The metastatic spread of
tumor cells occurs through a complex series of events, one of which involves the adhesion of
tumor cells to extracellular matrix (ECM) components. Multiple interactions between
cell surface receptors of an adherent
tumor cell and the surrounding ECM contribute to cell motility and invasion. The current studies evaluate the role of a cell surface
chondroitin sulfate proteoglycan (CSPG) in the adhesion, motility, and invasive behavior of a highly metastatic mouse
melanoma cell line (K1735 M4) on
type I collagen matrices. By blocking mouse
melanoma cell production of CSPG with
p-nitrophenyl beta-D-xylopyranoside (
beta-D-xyloside), a compound that uncouples
chondroitin sulfate from CSPG core
protein synthesis, we observed a corresponding decrease in
melanoma cell motility on
type I collagen and invasive behavior into
type I collagen gels.
Melanoma cell motility on
type I collagen could also be inhibited by removing cell surface
chondroitin sulfate with
chondroitinase. In contrast,
type I collagen-mediated
melanoma cell adhesion and spreading were not affected by either
beta-D-xyloside or
chondroitinase treatments. These results suggest that mouse
melanoma CSPG is not a primary cell adhesion receptor, but may play a role in
melanoma cell motility and invasion at the level of cellular translocation.
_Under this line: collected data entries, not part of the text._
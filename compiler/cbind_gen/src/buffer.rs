//! Indentation-aware text buffer for generated source.

/// Output buffer with a tab indentation level.
#[derive(Clone, Debug, Default)]
pub struct SourceBuffer {
    indent: usize,
    output: String,
}

impl SourceBuffer {
    pub fn new() -> Self {
        SourceBuffer {
            indent: 0,
            output: String::with_capacity(4096),
        }
    }

    pub fn indent(&mut self) {
        self.indent += 1;
    }

    pub fn dedent(&mut self) {
        debug_assert!(self.indent > 0, "dedent called with zero indent");
        self.indent = self.indent.saturating_sub(1);
    }

    /// Write a string without indentation or newline.
    pub fn write(&mut self, s: &str) {
        self.output.push_str(s);
    }

    /// Write an indented line.
    pub fn writeln(&mut self, s: &str) {
        for _ in 0..self.indent {
            self.output.push('\t');
        }
        self.output.push_str(s);
        self.output.push('\n');
    }

    pub fn newline(&mut self) {
        self.output.push('\n');
    }

    /// Write `// <text>` for every line of `text`.
    pub fn comment(&mut self, text: &str) {
        for line in text.lines() {
            if line.is_empty() {
                self.writeln("//");
            } else {
                self.writeln(&format!("// {line}"));
            }
        }
    }

    /// Open a `{` block: write `head {` and indent.
    pub fn open(&mut self, head: &str) {
        self.writeln(&format!("{head} {{"));
        self.indent();
    }

    /// Close a block opened with [`SourceBuffer::open`].
    pub fn close(&mut self) {
        self.dedent();
        self.writeln("}");
    }

    pub fn is_empty(&self) -> bool {
        self.output.is_empty()
    }

    pub fn as_str(&self) -> &str {
        &self.output
    }

    pub fn take_output(&mut self) -> String {
        std::mem::take(&mut self.output)
    }
}

#[cfg(test)]
mod tests {
    use super::*;
    use pretty_assertions::assert_eq;

    #[test]
    fn indent_dedent() {
        let mut buf = SourceBuffer::new();
        buf.writeln("line1");
        buf.indent();
        buf.writeln("line2");
        buf.indent();
        buf.writeln("line3");
        buf.dedent();
        buf.writeln("line4");
        buf.dedent();
        buf.writeln("line5");
        assert_eq!(buf.take_output(), "line1\n\tline2\n\t\tline3\n\tline4\nline5\n");
        assert!(buf.is_empty());
    }

    #[test]
    fn blocks_and_comments() {
        let mut buf = SourceBuffer::new();
        buf.comment("Point is a point.\n\nSecond paragraph.");
        buf.open("type Point struct");
        buf.writeln("X int32");
        buf.close();
        assert_eq!(
            buf.as_str(),
            "// Point is a point.\n//\n// Second paragraph.\ntype Point struct {\n\tX int32\n}\n"
        );
    }
}
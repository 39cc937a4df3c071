//! Preprocessor directive classification.

/// Target of an `#include`.
#[derive(Copy, Clone, Debug, PartialEq, Eq)]
pub(crate) enum IncludeTarget<'a> {
    /// `#include "foo.h"`
    Quoted(&'a str),
    /// `#include <foo.h>`
    System(&'a str),
}

/// A classified directive line.
#[derive(Copy, Clone, Debug, PartialEq, Eq)]
pub(crate) enum Directive<'a> {
    /// Object-like macro. `body` is untrimmed of comments and may be empty.
    Define { name: &'a str, body: &'a str },
    /// `#define NAME(args) ...`
    FunctionMacro { name: &'a str },
    Include(IncludeTarget<'a>),
    /// Anything else (`#if`, `#pragma`, ...), by directive name.
    Other(&'a str),
}

/// Classify the full text of a directive token (leading `#` included).
pub(crate) fn classify(text: &str) -> Directive<'_> {
    let rest = text.strip_prefix('#').unwrap_or(text).trim_start();
    let (name, body) = split_ident(rest);
    match name {
        "define" => {
            let (macro_name, after) = split_ident(body.trim_start());
            if macro_name.is_empty() {
                Directive::Other(name)
            } else if after.starts_with('(') {
                Directive::FunctionMacro { name: macro_name }
            } else {
                Directive::Define {
                    name: macro_name,
                    body: after.trim(),
                }
            }
        }
        "include" | "include_next" => {
            let body = body.trim();
            if let Some(quoted) = body.strip_prefix('"') {
                match quoted.find('"') {
                    Some(end) => Directive::Include(IncludeTarget::Quoted(&quoted[..end])),
                    None => Directive::Other(name),
                }
            } else if let Some(system) = body.strip_prefix('<') {
                match system.find('>') {
                    Some(end) => Directive::Include(IncludeTarget::System(&system[..end])),
                    None => Directive::Other(name),
                }
            } else {
                Directive::Other(name)
            }
        }
        other => Directive::Other(other),
    }
}

fn split_ident(s: &str) -> (&str, &str) {
    let end = s
        .find(|c: char| !(c.is_ascii_alphanumeric() || c == '_'))
        .unwrap_or(s.len());
    s.split_at(end)
}
//! Helper side-channel.
//!
//! The generator pushes [`HelperRequest`]s through a [`HelperSink`] while it
//! emits primary declarations. A [`HelperMonitor`] on another thread drains the
//! channel into two destinations, one per [`HelperKind`], until every sender is
//! dropped and the queue is empty.

use std::fmt;
use std::io::Write;

use crossbeam::channel::{self, Receiver, Sender};
use rustc_hash::FxHashSet;

use crate::GenError;

/// Destination of a helper.
#[derive(Copy, Clone, Debug, PartialEq, Eq, Hash)]
pub enum HelperKind {
    /// Go source, written to `<package>_helpers.go`.
    Host,
    /// C source, written to `<package>_helpers.c`.
    Shim,
}

impl fmt::Display for HelperKind {
    fn fmt(&self, f: &mut fmt::Formatter<'_>) -> fmt::Result {
        f.write_str(match self {
            HelperKind::Host => "host",
            HelperKind::Shim => "shim",
        })
    }
}

/// A named block of helper source.
#[derive(Clone, Debug, PartialEq, Eq)]
pub struct HelperRequest {
    pub kind: HelperKind,
    pub name: String,
    pub text: String,
}

impl HelperRequest {
    pub fn host(name: impl Into<String>, text: impl Into<String>) -> Self {
        HelperRequest {
            kind: HelperKind::Host,
            name: name.into(),
            text: text.into(),
        }
    }

    pub fn shim(name: impl Into<String>, text: impl Into<String>) -> Self {
        HelperRequest {
            kind: HelperKind::Shim,
            name: name.into(),
            text: text.into(),
        }
    }
}

/// Producer half of the side-channel. Requests each helper name once.
#[derive(Debug)]
pub struct HelperSink {
    sender: Sender<HelperRequest>,
    seen: FxHashSet<String>,
    sent: usize,
}

impl HelperSink {
    /// Create a connected sink and monitor.
    ///
    /// `capacity` bounds the channel; `None` leaves it unbounded.
    pub fn channel(
        capacity: Option<usize>,
        host_preamble: String,
        shim_preamble: String,
    ) -> (HelperSink, HelperMonitor) {
        let (sender, receiver) = match capacity {
            Some(cap) => channel::bounded(cap),
            None => channel::unbounded(),
        };
        let sink = HelperSink {
            sender,
            seen: FxHashSet::default(),
            sent: 0,
        };
        let monitor = HelperMonitor {
            receiver,
            host_preamble,
            shim_preamble,
        };
        (sink, monitor)
    }

    /// Reserve `name`. Returns false if it was already requested.
    ///
    /// Callers that build a helper recursively mark it before building so a
    /// self-referencing type terminates.
    pub fn mark(&mut self, name: &str) -> bool {
        if self.seen.contains(name) {
            return false;
        }
        self.seen.insert(name.to_string());
        true
    }

    #[inline]
    pub fn has(&self, name: &str) -> bool {
        self.seen.contains(name)
    }

    /// Push a request whose name was reserved with [`HelperSink::mark`].
    pub fn push(&mut self, request: HelperRequest) -> Result<(), GenError> {
        tracing::debug!(kind = %request.kind, name = %request.name, "helper");
        self.sender
            .send(request)
            .map_err(|_| GenError::HelperChannelClosed)?;
        self.sent += 1;
        Ok(())
    }

    /// Mark and push in one step. Already requested names are ignored.
    pub fn request(&mut self, request: HelperRequest) -> Result<(), GenError> {
        if self.mark(&request.name) {
            self.push(request)
        } else {
            Ok(())
        }
    }

    pub fn sent(&self) -> usize {
        self.sent
    }
}

/// Number of helpers written per destination.
#[derive(Copy, Clone, Debug, Default, PartialEq, Eq)]
pub struct MonitorStats {
    pub host: usize,
    pub shim: usize,
}

/// Consumer half of the side-channel.
#[derive(Debug)]
pub struct HelperMonitor {
    receiver: Receiver<HelperRequest>,
    host_preamble: String,
    shim_preamble: String,
}

impl HelperMonitor {
    /// Drain requests into `host` and `shim` until the channel is closed and empty.
    ///
    /// Each destination receives its preamble before its first helper and
    /// nothing at all when no helper of that kind arrives.
    pub fn run<H, S>(self, host: &mut H, shim: &mut S) -> Result<MonitorStats, GenError>
    where
        H: Write,
        S: Write,
    {
        let mut stats = MonitorStats::default();
        for request in self.receiver.iter() {
            let (out, count, preamble): (&mut dyn Write, &mut usize, &str) = match request.kind {
                HelperKind::Host => (&mut *host, &mut stats.host, &self.host_preamble),
                HelperKind::Shim => (&mut *shim, &mut stats.shim, &self.shim_preamble),
            };
            if *count == 0 {
                out.write_all(preamble.as_bytes())?;
            }
            out.write_all(b"\n")?;
            out.write_all(request.text.as_bytes())?;
            if !request.text.ends_with('\n') {
                out.write_all(b"\n")?;
            }
            *count += 1;
        }
        tracing::debug!(host = stats.host, shim = stats.shim, "helper monitor drained");
        Ok(stats)
    }
}
use cbind_ir::{Entry, EntryKind};

use super::declared_at;
use crate::convert::{go_ident, Need, TypeMapper};
use crate::SourceBuffer;

/// Write the proxy function for `entry`, if it is a function.
pub(super) fn emit(buf: &mut SourceBuffer, types: &TypeMapper<'_>, entry: &Entry) -> Vec<Need> {
    let EntryKind::Function(func) = &entry.kind else {
        return Vec::new();
    };
    if func.variadic {
        tracing::debug!(raw = %entry.raw, "variadic function has no cgo proxy");
        return Vec::new();
    }

    let mut needs = Vec::new();
    let mut signature = Vec::with_capacity(func.params.len());
    let mut body = Vec::new();
    let mut args = Vec::with_capacity(func.params.len());
    let mut after = Vec::new();
    for param in &func.params {
        let conv = types.param(param);
        let go = go_ident(&param.name);
        // reserved prefix, as for `__ret`
        let c = format!("__c{}", param.name);
        signature.push(format!("{go} {}", conv.go));
        body.push(format!("{c} := {}", conv.apply_to_c(&go)));
        if conv.frees {
            body.push(format!("defer C.free(unsafe.Pointer({c}))"));
        }
        if let Some(pack) = conv.apply_pack_back(&go, &c) {
            after.push(pack);
        }
        args.push(c);
        needs.extend(conv.needs);
    }

    let call = format!("C.{}({})", entry.raw, args.join(", "));
    let ret = types.ret(func);
    let head = match &ret {
        Some(conv) => format!("func {}({}) {}", entry.name, signature.join(", "), conv.go),
        None => format!("func {}({})", entry.name, signature.join(", ")),
    };

    buf.newline();
    declared_at(buf, &format!("{} function", entry.name), entry.pos.as_ref());
    buf.open(&head);
    for line in &body {
        buf.writeln(line);
    }
    match ret {
        Some(conv) => {
            buf.writeln(&format!("__ret := {call}"));
            for line in &after {
                buf.writeln(line);
            }
            let back = conv.apply_from_c("__ret").unwrap_or_else(|| "__ret".to_string());
            buf.writeln(&format!("return {back}"));
            needs.extend(conv.needs);
        }
        None => {
            buf.writeln(&call);
            for line in &after {
                buf.writeln(line);
            }
        }
    }
    buf.close();
    needs
}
Furthermore, purified mouse
melanoma cell surface CSPG was shown, by affinity chromatography and in solid phase binding assays, to bind to
type I collagen and this interaction was shown to be mediated, at least in part, by
chondroitin sulfate. Additionally we have determined that mouse
melanoma CSPG is composed of a 110-kD core
protein that is recognized by anti-CD44
antibodies on Western blots. Collectively, our data suggests that interactions between a cell surface CD44-related CSPG and
type I collagen in the ECM may play an important role in mouse
melanoma cell motility and invasion, and that the
chondroitin sulfate portion of the
proteoglycan seems to be a critical component in mediating this effect.